§ **Exercise description**
In the data below, find every line with the string "when" and pull it out.

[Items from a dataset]
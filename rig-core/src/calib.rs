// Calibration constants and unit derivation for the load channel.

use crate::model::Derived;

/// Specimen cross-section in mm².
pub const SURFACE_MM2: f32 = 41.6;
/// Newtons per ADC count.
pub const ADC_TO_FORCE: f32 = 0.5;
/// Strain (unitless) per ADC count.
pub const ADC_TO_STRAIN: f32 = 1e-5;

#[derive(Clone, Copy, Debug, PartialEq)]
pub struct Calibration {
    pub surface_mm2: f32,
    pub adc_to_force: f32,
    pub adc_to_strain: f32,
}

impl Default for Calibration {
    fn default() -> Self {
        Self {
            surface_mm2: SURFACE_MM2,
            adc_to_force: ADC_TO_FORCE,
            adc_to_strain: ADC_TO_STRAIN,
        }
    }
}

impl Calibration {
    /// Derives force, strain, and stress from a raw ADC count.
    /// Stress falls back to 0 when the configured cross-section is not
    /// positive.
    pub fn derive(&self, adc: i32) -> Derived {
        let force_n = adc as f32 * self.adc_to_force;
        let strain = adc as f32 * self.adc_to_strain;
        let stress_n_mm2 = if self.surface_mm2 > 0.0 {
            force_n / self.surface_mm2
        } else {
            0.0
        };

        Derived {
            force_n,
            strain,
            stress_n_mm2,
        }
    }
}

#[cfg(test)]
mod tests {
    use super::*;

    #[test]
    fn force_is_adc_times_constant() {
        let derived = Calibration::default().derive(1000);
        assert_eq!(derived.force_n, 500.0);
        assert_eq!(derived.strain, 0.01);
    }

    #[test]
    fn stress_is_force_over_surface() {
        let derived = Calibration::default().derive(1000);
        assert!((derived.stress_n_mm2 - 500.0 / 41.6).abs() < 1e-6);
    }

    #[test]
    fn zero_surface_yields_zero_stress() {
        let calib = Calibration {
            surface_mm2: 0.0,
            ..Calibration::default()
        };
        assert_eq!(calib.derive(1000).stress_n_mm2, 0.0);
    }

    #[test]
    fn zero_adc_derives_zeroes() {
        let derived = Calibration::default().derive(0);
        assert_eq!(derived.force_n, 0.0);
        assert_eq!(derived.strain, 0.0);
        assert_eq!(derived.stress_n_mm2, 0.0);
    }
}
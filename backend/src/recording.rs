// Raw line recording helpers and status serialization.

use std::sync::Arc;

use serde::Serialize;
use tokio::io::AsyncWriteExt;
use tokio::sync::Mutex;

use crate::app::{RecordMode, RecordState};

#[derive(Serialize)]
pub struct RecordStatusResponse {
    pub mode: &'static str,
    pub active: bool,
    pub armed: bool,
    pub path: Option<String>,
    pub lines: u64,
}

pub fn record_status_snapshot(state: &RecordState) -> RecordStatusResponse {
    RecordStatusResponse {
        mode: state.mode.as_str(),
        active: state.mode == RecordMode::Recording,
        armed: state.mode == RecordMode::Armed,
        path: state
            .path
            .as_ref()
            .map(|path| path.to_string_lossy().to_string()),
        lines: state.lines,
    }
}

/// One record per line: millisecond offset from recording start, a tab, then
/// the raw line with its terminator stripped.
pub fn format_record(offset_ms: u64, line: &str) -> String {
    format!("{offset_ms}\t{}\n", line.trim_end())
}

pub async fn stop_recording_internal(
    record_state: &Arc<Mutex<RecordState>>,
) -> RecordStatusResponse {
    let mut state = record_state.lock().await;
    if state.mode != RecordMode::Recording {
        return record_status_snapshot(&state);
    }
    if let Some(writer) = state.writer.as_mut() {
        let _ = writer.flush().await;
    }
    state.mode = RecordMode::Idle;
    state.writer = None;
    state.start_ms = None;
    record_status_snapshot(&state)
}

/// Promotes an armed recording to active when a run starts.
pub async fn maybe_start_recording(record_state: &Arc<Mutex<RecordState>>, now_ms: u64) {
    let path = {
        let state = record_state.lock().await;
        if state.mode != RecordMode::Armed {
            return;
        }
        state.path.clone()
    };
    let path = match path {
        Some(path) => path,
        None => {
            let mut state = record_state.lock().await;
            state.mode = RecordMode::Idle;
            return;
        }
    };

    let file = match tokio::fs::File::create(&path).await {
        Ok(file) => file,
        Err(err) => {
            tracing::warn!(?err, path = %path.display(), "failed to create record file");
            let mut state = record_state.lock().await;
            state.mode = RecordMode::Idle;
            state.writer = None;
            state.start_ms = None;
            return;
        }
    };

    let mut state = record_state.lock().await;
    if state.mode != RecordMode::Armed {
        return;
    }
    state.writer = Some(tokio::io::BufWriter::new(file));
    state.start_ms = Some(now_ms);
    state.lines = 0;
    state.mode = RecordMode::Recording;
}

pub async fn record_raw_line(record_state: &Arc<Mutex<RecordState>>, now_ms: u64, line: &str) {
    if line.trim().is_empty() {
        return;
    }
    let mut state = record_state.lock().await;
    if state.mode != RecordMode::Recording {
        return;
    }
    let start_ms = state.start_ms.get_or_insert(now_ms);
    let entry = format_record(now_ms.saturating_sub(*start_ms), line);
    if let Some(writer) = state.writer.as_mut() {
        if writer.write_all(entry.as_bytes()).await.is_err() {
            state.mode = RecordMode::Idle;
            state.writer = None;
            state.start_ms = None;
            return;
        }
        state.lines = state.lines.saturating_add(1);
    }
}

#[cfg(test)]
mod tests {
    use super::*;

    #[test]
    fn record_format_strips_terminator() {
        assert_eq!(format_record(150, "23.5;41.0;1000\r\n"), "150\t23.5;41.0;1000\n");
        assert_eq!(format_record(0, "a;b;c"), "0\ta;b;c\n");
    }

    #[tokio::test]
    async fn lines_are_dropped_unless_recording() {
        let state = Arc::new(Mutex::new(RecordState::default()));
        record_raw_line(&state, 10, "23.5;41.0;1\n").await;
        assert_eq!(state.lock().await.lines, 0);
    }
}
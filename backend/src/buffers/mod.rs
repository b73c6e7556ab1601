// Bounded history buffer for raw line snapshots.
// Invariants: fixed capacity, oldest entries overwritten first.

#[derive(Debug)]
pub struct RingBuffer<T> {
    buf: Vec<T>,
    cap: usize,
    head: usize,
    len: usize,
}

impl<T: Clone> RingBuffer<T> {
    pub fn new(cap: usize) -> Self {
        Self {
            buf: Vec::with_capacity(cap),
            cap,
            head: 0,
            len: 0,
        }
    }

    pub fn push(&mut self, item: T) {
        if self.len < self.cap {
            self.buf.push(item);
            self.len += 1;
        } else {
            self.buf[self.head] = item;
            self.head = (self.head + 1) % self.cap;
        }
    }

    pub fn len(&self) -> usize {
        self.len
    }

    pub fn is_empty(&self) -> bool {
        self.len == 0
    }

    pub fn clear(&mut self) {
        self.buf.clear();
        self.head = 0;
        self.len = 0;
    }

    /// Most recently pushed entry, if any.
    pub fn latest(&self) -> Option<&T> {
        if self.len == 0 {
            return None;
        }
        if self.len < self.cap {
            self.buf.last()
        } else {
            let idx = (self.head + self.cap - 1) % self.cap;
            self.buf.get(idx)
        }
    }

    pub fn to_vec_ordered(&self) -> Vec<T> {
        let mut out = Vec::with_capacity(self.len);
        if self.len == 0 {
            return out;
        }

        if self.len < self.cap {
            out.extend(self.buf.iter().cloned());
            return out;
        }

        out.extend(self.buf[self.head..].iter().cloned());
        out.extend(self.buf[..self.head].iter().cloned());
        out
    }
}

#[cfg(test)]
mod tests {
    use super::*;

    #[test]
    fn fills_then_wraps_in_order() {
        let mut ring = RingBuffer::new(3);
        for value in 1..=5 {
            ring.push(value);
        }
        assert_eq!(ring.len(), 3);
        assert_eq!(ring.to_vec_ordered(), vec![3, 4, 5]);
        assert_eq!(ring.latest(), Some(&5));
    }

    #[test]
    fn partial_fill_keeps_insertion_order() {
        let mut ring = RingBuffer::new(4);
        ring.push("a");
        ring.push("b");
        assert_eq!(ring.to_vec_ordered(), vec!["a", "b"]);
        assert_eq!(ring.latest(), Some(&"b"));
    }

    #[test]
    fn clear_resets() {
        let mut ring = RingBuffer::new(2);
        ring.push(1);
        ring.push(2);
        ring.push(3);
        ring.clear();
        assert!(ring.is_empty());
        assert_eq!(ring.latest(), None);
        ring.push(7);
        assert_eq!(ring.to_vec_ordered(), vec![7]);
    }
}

§ **Task result**
    /// Stress falls back to 0 when the configured cross-section is not
/// Promotes an armed recording to active when a run starts.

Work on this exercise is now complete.